Noble Group Halts Shares as Restructuring Deal Hangs in Balance
(Bloomberg) -- Noble Group Ltd. suspended its shares in Singapore on Monday pending an announcement, as efforts to get shareholder agreement on its controversial $3.5 billion debt restructuring plan drag on longer than expected.
The stock fell to a record low of 5 Singapore cents last week before closing at 5.4 cents on Thursday prior to a public holiday. Once Asia’s largest commodity trader, the company has seen its market value shrink to about $50 million from more than $10 billion in 2010.
After three years of decline featuring billions of dollars in losses, a debt default, law suits and, more recently, public sparring with shareholder Goldilocks Investment Co., the trader is struggling to secure a rescue deal that will swap half the debt for equity and hand control to creditors. The company’s original plan was to complete the restructuring by mid-to-late July.
Meanwhile, Pinpoint Asset Management Ltd. and Value Partners Ltd. have filed a claim against Noble Group in a U.K. court, according to a search of cases. While there were no details on what the claim involves, Pinpoint is part of a group of perpetual bondholders, which have objected to the restructuring plan. Noble Group was said in May to be close to an agreement with the group.

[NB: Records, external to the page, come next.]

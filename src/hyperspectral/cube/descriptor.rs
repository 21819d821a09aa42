use tracing::{debug, error};

use crate::hyperspectral::common::error::{HyperspectralError, Result};
use crate::hyperspectral::cube::format::{Layout, SampleFormat};
use crate::hyperspectral::mosaic::Mosaic;

/// Cube parameters as declared by the hosting environment.
///
/// Every field is optional so that an absent declaration entry can be told
/// apart from an invalid one.
#[derive(Debug, Clone, Default, PartialEq, Eq)]
pub struct CubeDeclaration {
    pub width: Option<usize>,
    pub height: Option<usize>,
    pub wavelengths: Option<usize>,
    pub format: Option<String>,
    pub layout: Option<String>,
    pub wavelength_ids: Option<Vec<i64>>,
}

impl CubeDeclaration {
    /// Derives the cube geometry; see [`CubeDescriptor::derive`].
    pub fn derive(&self) -> Result<CubeDescriptor> {
        CubeDescriptor::derive(self)
    }
}

/// Immutable cube geometry shared by every transform.
#[derive(Debug, Clone, PartialEq, Eq)]
pub struct CubeDescriptor {
    width: usize,
    height: usize,
    wavelength_count: usize,
    sample_format: SampleFormat,
    layout: Layout,
    mosaic: Mosaic,
    elements_per_wavelength: usize,
    total_elements: usize,
    wavelength_byte_size: usize,
    total_byte_size: usize,
}

struct Sizes {
    elements_per_wavelength: usize,
    total_elements: usize,
    wavelength_byte_size: usize,
    total_byte_size: usize,
}

fn sizes(width: usize, height: usize, wavelength_count: usize, byte_width: usize) -> Result<Sizes> {
    let overflow = || {
        error!(
            "Cube {}x{}x{} of {}-byte samples overflows the address space",
            width, height, wavelength_count, byte_width
        );
        HyperspectralError::GeometryMismatch(format!(
            "cube {}x{}x{} of {}-byte samples is too large",
            width, height, wavelength_count, byte_width
        ))
    };

    let elements_per_wavelength = width.checked_mul(height).ok_or_else(overflow)?;
    let total_elements = elements_per_wavelength
        .checked_mul(wavelength_count)
        .ok_or_else(overflow)?;
    let total_byte_size = total_elements.checked_mul(byte_width).ok_or_else(overflow)?;

    Ok(Sizes {
        elements_per_wavelength,
        total_elements,
        wavelength_byte_size: elements_per_wavelength * byte_width,
        total_byte_size,
    })
}

fn required<T>(value: Option<T>, field: &'static str) -> Result<T> {
    value.ok_or_else(|| {
        error!("No {} given in cube declaration", field);
        HyperspectralError::MissingField(field)
    })
}

impl CubeDescriptor {
    pub fn new(
        width: usize,
        height: usize,
        wavelength_count: usize,
        sample_format: SampleFormat,
        layout: Layout,
        mosaic: Mosaic,
    ) -> Result<Self> {
        if mosaic.len() != wavelength_count {
            error!(
                "Wrong wavelength list size, expected {} got {}",
                wavelength_count,
                mosaic.len()
            );
            return Err(HyperspectralError::SizeMismatch {
                expected: wavelength_count,
                actual: mosaic.len(),
            });
        }

        let sizes = sizes(width, height, wavelength_count, sample_format.byte_width())?;

        Ok(Self {
            width,
            height,
            wavelength_count,
            sample_format,
            layout,
            mosaic,
            elements_per_wavelength: sizes.elements_per_wavelength,
            total_elements: sizes.total_elements,
            wavelength_byte_size: sizes.wavelength_byte_size,
            total_byte_size: sizes.total_byte_size,
        })
    }

    /// Builds the descriptor from a declaration.
    ///
    /// Fails with `MissingField` for any absent entry, `UnsupportedFormat` or
    /// `UnknownLayout` for unrecognised tags, and `SizeMismatch`/`TypeMismatch`
    /// when the wavelength id list disagrees with the declared count.
    pub fn derive(declaration: &CubeDeclaration) -> Result<Self> {
        debug!(?declaration, "Deriving cube descriptor");

        let format: SampleFormat = required(declaration.format.as_deref(), "format")?.parse()?;
        let layout: Layout = required(declaration.layout.as_deref(), "layout")?.parse()?;
        let width = required(declaration.width, "width")?;
        let height = required(declaration.height, "height")?;
        let wavelengths = required(declaration.wavelengths, "wavelengths")?;
        let ids = required(declaration.wavelength_ids.as_deref(), "wavelength_ids")?;

        let mosaic = Mosaic::from_wavelength_list(ids, wavelengths)?;

        Self::new(width, height, wavelengths, format, layout, mosaic)
    }

    /// Declaration that derives back into this descriptor.
    pub fn to_declaration(&self) -> CubeDeclaration {
        CubeDeclaration {
            width: Some(self.width),
            height: Some(self.height),
            wavelengths: Some(self.wavelength_count),
            format: Some(self.sample_format.to_string()),
            layout: Some(self.layout.to_string()),
            wavelength_ids: Some(self.mosaic.wavelengths().iter().map(|&id| i64::from(id)).collect()),
        }
    }

    /// Same spatial geometry, format and layout with a different wavelength set.
    pub fn with_mosaic(&self, mosaic: Mosaic) -> Result<Self> {
        Self::new(self.width, self.height, mosaic.len(), self.sample_format, self.layout, mosaic)
    }

    pub fn width(&self) -> usize {
        self.width
    }

    pub fn height(&self) -> usize {
        self.height
    }

    pub fn wavelength_count(&self) -> usize {
        self.wavelength_count
    }

    pub fn sample_format(&self) -> SampleFormat {
        self.sample_format
    }

    pub fn sample_byte_width(&self) -> usize {
        self.sample_format.byte_width()
    }

    pub fn layout(&self) -> Layout {
        self.layout
    }

    pub fn mosaic(&self) -> &Mosaic {
        &self.mosaic
    }

    pub fn elements_per_wavelength(&self) -> usize {
        self.elements_per_wavelength
    }

    pub fn total_elements(&self) -> usize {
        self.total_elements
    }

    pub fn wavelength_byte_size(&self) -> usize {
        self.wavelength_byte_size
    }

    pub fn total_byte_size(&self) -> usize {
        self.total_byte_size
    }

    /// Element index of `(slot, pixel)` in the cube buffer.
    ///
    /// `pixel` is the flat raster index `x + y * width`. This is the only
    /// place the layout arithmetic lives; every transform goes through it.
    #[inline]
    pub fn element_index(&self, slot: usize, pixel: usize) -> usize {
        match self.layout {
            Layout::Multiplane => slot * self.elements_per_wavelength + pixel,
            Layout::Interleaved => pixel * self.wavelength_count + slot,
        }
    }

    /// Byte offset of the plane for `slot`; meaningful for multiplane cubes only.
    pub fn plane_offset(&self, slot: usize) -> usize {
        self.wavelength_byte_size * slot
    }
}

Under the terms of a revised restructuring deal in March, the perpetual bondholders would have been offered an exchange of their existing securities with a face value of $400 million for $25 million of new perpetual bonds. Noble Group’s initial plan in January had offered the perpetuals $15 million.

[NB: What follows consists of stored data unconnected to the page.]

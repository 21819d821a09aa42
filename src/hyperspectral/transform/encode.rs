//! Mosaic raster to cube.

use std::path::{Path, PathBuf};

use tracing::{debug, error, instrument};

use crate::hyperspectral::common::error::{HyperspectralError, Result};
use crate::hyperspectral::cube::{CubeDescriptor, CubeFrameMut, Layout};
use crate::hyperspectral::mosaic::TiledMosaic;
use crate::hyperspectral::transform::copy_sample;
use crate::hyperspectral::transform::source::{RasterImage, SourceInfo};

#[derive(Debug, Clone)]
struct Geometry {
    source: SourceInfo,
    tile: TiledMosaic,
    descriptor: CubeDescriptor,
}

/// Encoder state: the configured mosaic and the geometry of the bound source.
#[derive(Debug, Clone, Default)]
pub struct Encoder {
    layout: Layout,
    mosaic: Option<TiledMosaic>,
    mosaic_text: Option<String>,
    mosaic_path: Option<PathBuf>,
    geometry: Option<Geometry>,
}

impl Encoder {
    pub fn new() -> Self {
        Self::default()
    }

    pub fn with_layout(layout: Layout) -> Self {
        Self {
            layout,
            ..Self::default()
        }
    }

    pub fn layout(&self) -> Layout {
        self.layout
    }

    /// Changes the output layout. The source geometry must be bound again.
    pub fn set_layout(&mut self, layout: Layout) {
        if self.layout != layout {
            self.layout = layout;
            self.geometry = None;
        }
    }

    /// Mosaic set by the caller, if any. The default for the source format is
    /// used otherwise.
    pub fn mosaic(&self) -> Option<&TiledMosaic> {
        self.mosaic.as_ref()
    }

    pub fn mosaic_text(&self) -> Option<&str> {
        self.mosaic_text.as_deref()
    }

    pub fn mosaic_path(&self) -> Option<&Path> {
        self.mosaic_path.as_deref()
    }

    pub fn set_mosaic(&mut self, mosaic: TiledMosaic) {
        debug!(mosaic = %mosaic, "Encoder mosaic set");
        self.mosaic = Some(mosaic);
        self.mosaic_text = None;
        self.mosaic_path = None;
        self.geometry = None;
    }

    /// Loads the mosaic from its text form. On failure the previous mosaic is kept.
    pub fn set_mosaic_text(&mut self, text: &str) -> Result<()> {
        let mosaic = TiledMosaic::parse_text(text)?;
        self.set_mosaic(mosaic);
        self.mosaic_text = Some(text.to_string());
        Ok(())
    }

    /// Loads the mosaic from a file. On failure the previous mosaic is kept.
    pub fn set_mosaic_file<P: AsRef<Path>>(&mut self, path: P) -> Result<()> {
        let path = path.as_ref();
        let mosaic = TiledMosaic::from_file(path)?;
        self.set_mosaic(mosaic);
        self.mosaic_path = Some(path.to_path_buf());
        Ok(())
    }

    /// Drops the configured mosaic so the source default applies again.
    pub fn clear_mosaic(&mut self) {
        self.mosaic = None;
        self.mosaic_text = None;
        self.mosaic_path = None;
        self.geometry = None;
    }

    /// Binds the source raster geometry and derives the output cube.
    ///
    /// The raster must tile exactly by the mosaic. On failure the previously
    /// bound geometry is kept.
    pub fn set_format(&mut self, source: SourceInfo) -> Result<&CubeDescriptor> {
        let tile = match &self.mosaic {
            Some(mosaic) => mosaic.clone(),
            None => TiledMosaic::from_default(source.format.default_mosaic()),
        };

        let (tile_width, tile_height) = (tile.tile_width(), tile.tile_height());
        if source.width % tile_width != 0 || source.height % tile_height != 0 {
            error!(
                "Source {}x{} does not tile by a {}x{} mosaic",
                source.width, source.height, tile_width, tile_height
            );
            return Err(HyperspectralError::GeometryMismatch(format!(
                "source {}x{} is not a multiple of the {}x{} mosaic tile",
                source.width, source.height, tile_width, tile_height
            )));
        }

        let descriptor = CubeDescriptor::new(
            source.width / tile_width,
            source.height / tile_height,
            tile_width * tile_height,
            source.format.sample_format(),
            self.layout,
            tile.mosaic().clone(),
        )?;

        debug!(
            source_format = %source.format,
            cube_width = descriptor.width(),
            cube_height = descriptor.height(),
            wavelengths = descriptor.wavelength_count(),
            layout = %self.layout,
            "Encoder geometry computed"
        );

        let geometry = self.geometry.insert(Geometry {
            source,
            tile,
            descriptor,
        });
        Ok(&geometry.descriptor)
    }

    pub fn source(&self) -> Option<&SourceInfo> {
        self.geometry.as_ref().map(|g| &g.source)
    }

    /// Output cube of the bound source.
    pub fn descriptor(&self) -> Option<&CubeDescriptor> {
        self.geometry.as_ref().map(|g| &g.descriptor)
    }

    /// Rearranges `raster` into `output`.
    #[instrument(skip(self, raster, output), fields(input_size = raster.data.len()))]
    pub fn encode<B>(&self, raster: &RasterImage<'_>, output: &mut CubeFrameMut<'_, B>) -> Result<()>
    where
        B: AsRef<[u8]> + AsMut<[u8]>,
    {
        let geometry = self.geometry.as_ref().ok_or(HyperspectralError::GeometryNotComputed)?;
        let cube = &geometry.descriptor;

        if output.descriptor() != cube {
            return Err(HyperspectralError::GeometryMismatch(
                "output frame is bound to a different cube".to_string(),
            ));
        }
        if raster.width != geometry.source.width || raster.height != geometry.source.height {
            return Err(HyperspectralError::GeometryMismatch(format!(
                "raster is {}x{}, source was declared {}x{}",
                raster.width, raster.height, geometry.source.width, geometry.source.height
            )));
        }

        let byte_width = cube.sample_byte_width();
        raster.validate(byte_width)?;

        let tile = &geometry.tile;
        let (tile_width, tile_height) = (tile.tile_width(), tile.tile_height());
        let out = output.data_mut();

        for j in 0..raster.height {
            let cube_row = (j / tile_height) * cube.width();
            for i in 0..raster.width {
                let slot = tile.slot_at(i, j);
                let pixel = i / tile_width + cube_row;
                copy_sample(out, cube.element_index(slot, pixel), raster.data, i + j * raster.stride, byte_width);
            }
        }

        Ok(())
    }

    /// Encodes into a freshly allocated cube buffer.
    pub fn encode_to_vec(&self, raster: &RasterImage<'_>) -> Result<Vec<u8>> {
        let cube = self.descriptor().ok_or(HyperspectralError::GeometryNotComputed)?;
        let mut frame = CubeFrameMut::bind(cube, vec![0u8; cube.total_byte_size()])?;
        self.encode(raster, &mut frame)?;
        Ok(frame.unbind())
    }
}
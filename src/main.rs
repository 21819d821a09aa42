use std::path::PathBuf;

use anyhow::{Context, Result};
use hspec_transcode_rs::hyperspectral::export::{ExportFormat, FileSink};
use hspec_transcode_rs::hyperspectral::{
    BandImageFormat, Layout, MosaicSource, RawLoaderReader, RawToCubePipeline, TranscodeConfig,
};
use hspec_transcode_rs::logger;

use tracing::{error, info};

/// Usage: `hspec_transcode_rs [input.arw] [output_dir] [raw|gerbil|csv|xml] [multiplane|interleaved] [mosaic]`
fn main() -> Result<()> {
    logger::init();

    info!("Starting hspec_transcode_rs...");

    let mut args = std::env::args().skip(1);
    let input = PathBuf::from(args.next().unwrap_or_else(|| "input.arw".to_string()));
    let output_dir = PathBuf::from(args.next().unwrap_or_else(|| ".".to_string()));
    let format: ExportFormat = args
        .next()
        .as_deref()
        .unwrap_or("gerbil")
        .parse()
        .context("invalid export format")?;
    let layout: Layout = args
        .next()
        .as_deref()
        .unwrap_or("multiplane")
        .parse()
        .context("invalid cube layout")?;
    let mosaic = args.next().map_or(MosaicSource::Auto, MosaicSource::Text);

    let config = TranscodeConfig::builder()
        .layout(layout)
        .mosaic(mosaic)
        .band_format(BandImageFormat::Pgm)
        .build();

    let sink = format
        .open(&output_dir, format.default_base_name(), config.band_format)
        .with_context(|| format!("cannot open {} output in {}", format, output_dir.display()))?;
    let sink = FileSink::new(sink, format.default_base_name());
    let mut pipeline = RawToCubePipeline::with_custom(RawLoaderReader, sink, config);

    info!("RAW to cube pipeline initialized");
    info!("Layout: {}", pipeline.config().layout);
    info!("Mosaic: {:?}", pipeline.config().mosaic);
    info!("Export format: {}", format);

    match pipeline.convert_file(&input) {
        Ok(descriptor) => info!(
            "Transcoding successful: {}x{} with {} wavelengths",
            descriptor.width(),
            descriptor.height(),
            descriptor.wavelength_count()
        ),
        Err(e) => error!("Transcoding failed: {}", e),
    }

    pipeline.finish().context("failed to flush output")?;
    Ok(())
}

The perpetual bonds were down 2.3 cents to 7.3 cents on the dollar by 5:14 p.m. in Singapore on Monday, and set for the biggest one-day decline since January. The trader’s defaulted 2018 notes climbed 0.4 cent to 39.6 cents on the dollar, recouping part of the 2.7 cent drop on Friday.
“Looking at the market reaction on the perps, there might have been disruptions to the discussions between Noble and its perpetual bondholders,” said Ang Chung Yuh, senior fixed-income analyst at iFast Corp. “Until the parties explain the situation, it is too speculative to trade this credit.”
While the restructuring plan has been backed by some 85 percent of senior creditors, as well as founder and largest shareholder Richard Elman, it’s run into fierce opposition from Goldilocks. The Abu Dhabi-based investment fund has sued the trader, as well as the banks and hedge funds supporting the proposal, to halt the deal.
To get the rescue over the line, Chairman Paul Brough needs approvals from shareholders as well as creditors. The company is working on a circular to send to stock holders, before a special general meeting yet to be scheduled.
Brough has said that if shareholders don’t approve the plan, the company would opt for a pre-packaged administration in the U.K. to implement the restructuring. An external representative for Noble Group couldn’t be immediately reached for comment on Monday.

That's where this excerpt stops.